Wyeast London III, 1L Starter, OG 1.062, FG 1.019

4KG Pale 2 Row 
600g Oats
500g Wheat
150g Crystal 60L

25g Citra Boil 10 Min
25g Galaxy Boil 10 Min

37g Citra Whirlpool 90C for 15 Mins
37g Galaxy Whirlpool 90C for 15 Mins
37g Mosaic Whirlpool 90C for 15 Mins

37g Galaxy Dry Hop 7 Days
25g Citra Dry Hop 7 Days
25g Mosaic Dry Hop 7 Days

37g Galaxy Dry Hop 3 Days
31g Citra Dry Hop 3 Days
25g Mosaic Dry Hop 3 Days

Batch size tweaked to the quantity of hops I had on hand, more or less. Beer turned out great \o/


----------



## Binetti

I have been working with this water profile for NEIPAs recently, which I derived from Brew n Grow of Minnesota.
NEIPA CA 62 Mg 2 Na 8 CL 99 SO4 13 Cl/SO4 7.62 (yes, it's crazy malty)
Obviously, it depends on your starting water but for my unfiltered tap, it's not disappointing.
Key difference from a West Coast IPA would be very low SO4, meaning the malt comes through and any hops are low on bitterness (even if you add some for bittering).

Regarding Dry Hopping, there is some debate about the biotransformation approach, with some people saying the ongoing fermentation & CO2 can scrub out the hop aromas.
In any case, I would definitely go with a 2-stage dry hop.


----------



## goatchop41

Binetti said:


> I have been working with this water profile for NEIPAs recently, which I derived from Brew n Grow of Minnesota.
> NEIPA CA 62 Mg 2 Na 8 CL 99 SO4 13 Cl/SO4 7.62 (yes, it's crazy malty)
> Obviously, it depends on your starting water but for my unfiltered tap, it's not disappointing.
> Key difference from a West Coast IPA would be very low SO4, meaning the malt comes through and any hops are low on bitterness (even if you add some for bittering).



I've been pushing mine up to around 50ish for the SO4 and 200ish for the Cl. I have found that this gives the hops a little bit of an accentuation, without bringing out too much bitterness, whilst still giving the big, soft mouthfeel that I'm after.



Binetti said:


> Regarding Dry Hopping, there is some debate about the biotransformation approach, with some people saying the ongoing fermentation & CO2 can scrub out the hop aromas.
> In any case, I would definitely go with a 2-stage dry hop.

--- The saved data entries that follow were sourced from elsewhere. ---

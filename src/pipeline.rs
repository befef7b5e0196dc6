// src/pipeline.rs
use crate::config::{NullRowPolicy, PipelineConfig};
use crate::error::Result;
use crate::process::{
    deduplicate, drop_null_rows, ensure_unique_key, load_table, recode_column, recode_target,
    require_columns, total_months_delinquent, CategoryMap, RatioTransform, RecodeCounts,
};
use crate::schema;
use crate::table::CreditTable;
use serde::Serialize;
use std::{collections::BTreeMap, path::Path};
use tracing::{info, instrument};

/// Training runs also recode the target label; inference runs leave it out.
#[derive(Debug, Clone, Copy, PartialEq, Eq)]
pub enum Mode {
    Training,
    Inference,
}

/// Counters collected while a table moves through the pipeline.
#[derive(Debug, Clone, Default, PartialEq, Eq, Serialize)]
pub struct RunStats {
    pub rows_loaded: usize,
    pub duplicates_removed: usize,
    pub null_rows_dropped: usize,
    pub categories: BTreeMap<String, RecodeCounts>,
    /// Rows whose credit limit was zero or missing.
    pub undefined_ratios: usize,
    pub unknown_targets: usize,
    pub rows_out: usize,
}

#[derive(Debug, Clone)]
pub struct Transformed {
    pub table: CreditTable,
    pub stats: RunStats,
}

/// Maps a raw credit-card default table to a model-ready feature table.
///
/// Steps, in order: deduplicate, (optionally) drop null rows, recode the
/// categorical codes, normalize monetary columns by the credit limit, sum the
/// delinquency counters, and in training mode cast the target to boolean.
#[derive(Debug, Clone, Default)]
pub struct FeaturePipeline {
    config: PipelineConfig,
}

impl FeaturePipeline {
    pub fn new(config: PipelineConfig) -> Self {
        Self { config }
    }

    pub fn config(&self) -> &PipelineConfig {
        &self.config
    }

    /// Load `path` and run every step for `mode`.
    #[instrument(level = "info", skip(self, path), fields(path = %path.as_ref().display()))]
    pub fn run<P: AsRef<Path>>(&self, path: P, mode: Mode) -> Result<Transformed> {
        // the label stays text so 1/0 or true/false reach the yes/no check
        let text = [self.config.target_column.as_str()];
        let table = load_table(path, &self.config.key_column, &text)?;
        self.transform(&table, mode)
    }

    /// Columns a table must carry before it can be transformed in `mode`.
    pub fn consumed_columns(&self, mode: Mode) -> Vec<&str> {
        let mut cols = schema::required_columns();
        if mode == Mode::Training {
            cols.push(self.config.target_column.as_str());
        }
        cols
    }

    pub fn transform(&self, input: &CreditTable, mode: Mode) -> Result<Transformed> {
        let cfg = &self.config;
        let consumed = self.consumed_columns(mode);
        require_columns(input, consumed.iter().copied())?;

        let mut stats = RunStats {
            rows_loaded: input.num_rows(),
            ..RunStats::default()
        };

        let table = deduplicate(input)?;
        stats.duplicates_removed = input.num_rows() - table.num_rows();
        ensure_unique_key(&table)?;

        let table = match cfg.null_rows {
            NullRowPolicy::Keep => table,
            NullRowPolicy::Drop => {
                let kept = drop_null_rows(&table, &consumed)?;
                stats.null_rows_dropped = table.num_rows() - kept.num_rows();
                kept
            }
        };

        let mut table = table;
        for map in [
            CategoryMap::sex(),
            CategoryMap::education(),
            CategoryMap::marriage(),
        ] {
            let (recoded, counts) = recode_column(&table, &map, cfg.strictness)?;
            stats.categories.insert(map.column.clone(), counts);
            table = recoded;
        }

        let ratios = RatioTransform::monetary_over_limit();
        stats.undefined_ratios = ratios.undefined_rows(&table)?.len();
        let table = ratios.apply(&table, cfg.strictness)?;

        let mut table =
            total_months_delinquent(&table, &schema::PAY_STATUS, &cfg.delinquency_column)?;

        if mode == Mode::Training {
            let (recoded, unknown) = recode_target(&table, &cfg.target_column, cfg.strictness)?;
            stats.unknown_targets = unknown;
            table = recoded;
        }

        stats.rows_out = table.num_rows();
        info!(
            ?mode,
            rows_in = stats.rows_loaded,
            rows_out = stats.rows_out,
            duplicates = stats.duplicates_removed,
            null_rows = stats.null_rows_dropped,
            undefined_ratios = stats.undefined_ratios,
            "pipeline finished"
        );
        Ok(Transformed { table, stats })
    }
}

Again, just personal experience here, but I wouldn't worry too much. I've done a few with double dry hopping, and a few with one dry hop that is added when the yeast is pitched - I haven't been able to tell any difference (albeit in completely unblinded tasting which is always prone to some sort of bias)


----------



## devoutharpist

Finally back on the brewing bike. My ESB has another week left in the fermenter, then it's a yeast wash (1318) and time for my next brew. Just picked this up in preparation (cheers Brewman).


----------



## Schikitar

Good selection of hops there! 

This is the grain bill I recently used which gave me a really orange-juicy looking NEIPA in the glass..


72% Maris Otter
9% Toffee Malt
8% Rolled Oats
8% Wheat Malt
3% CaraMunich II

I used London Fog Ale WLP066 for the ferment, it's a beast! Weeks on and the beer is still looking and tasting great but I stuffed the hop schedule the first time round (so bitter!) and had to brew another version at 0 IBUs to blend with the first one. I think building your recipe to 20-30 IBUs max is plenty, a lot of hop particulates can stay in suspension and the perceived bitterness (hop burn) can really undo a great NEIPA if you push it too far..


----------



## wide eyed and legless

Bloody hell, put a cherry on top of that and I would swear it was a 'Snowball'


----------



## devoutharpist

Schikitar said:


> 72% Maris Otter
> 9% Toffee Malt
> 8% Rolled Oats
> 8% Wheat Malt
> 3% CaraMunich II



Damnnnn, look at that colour!

What IBUs did the first one come in at?


----------



## Schikitar

devoutharpist said:


> What IBUs did the first one come in at?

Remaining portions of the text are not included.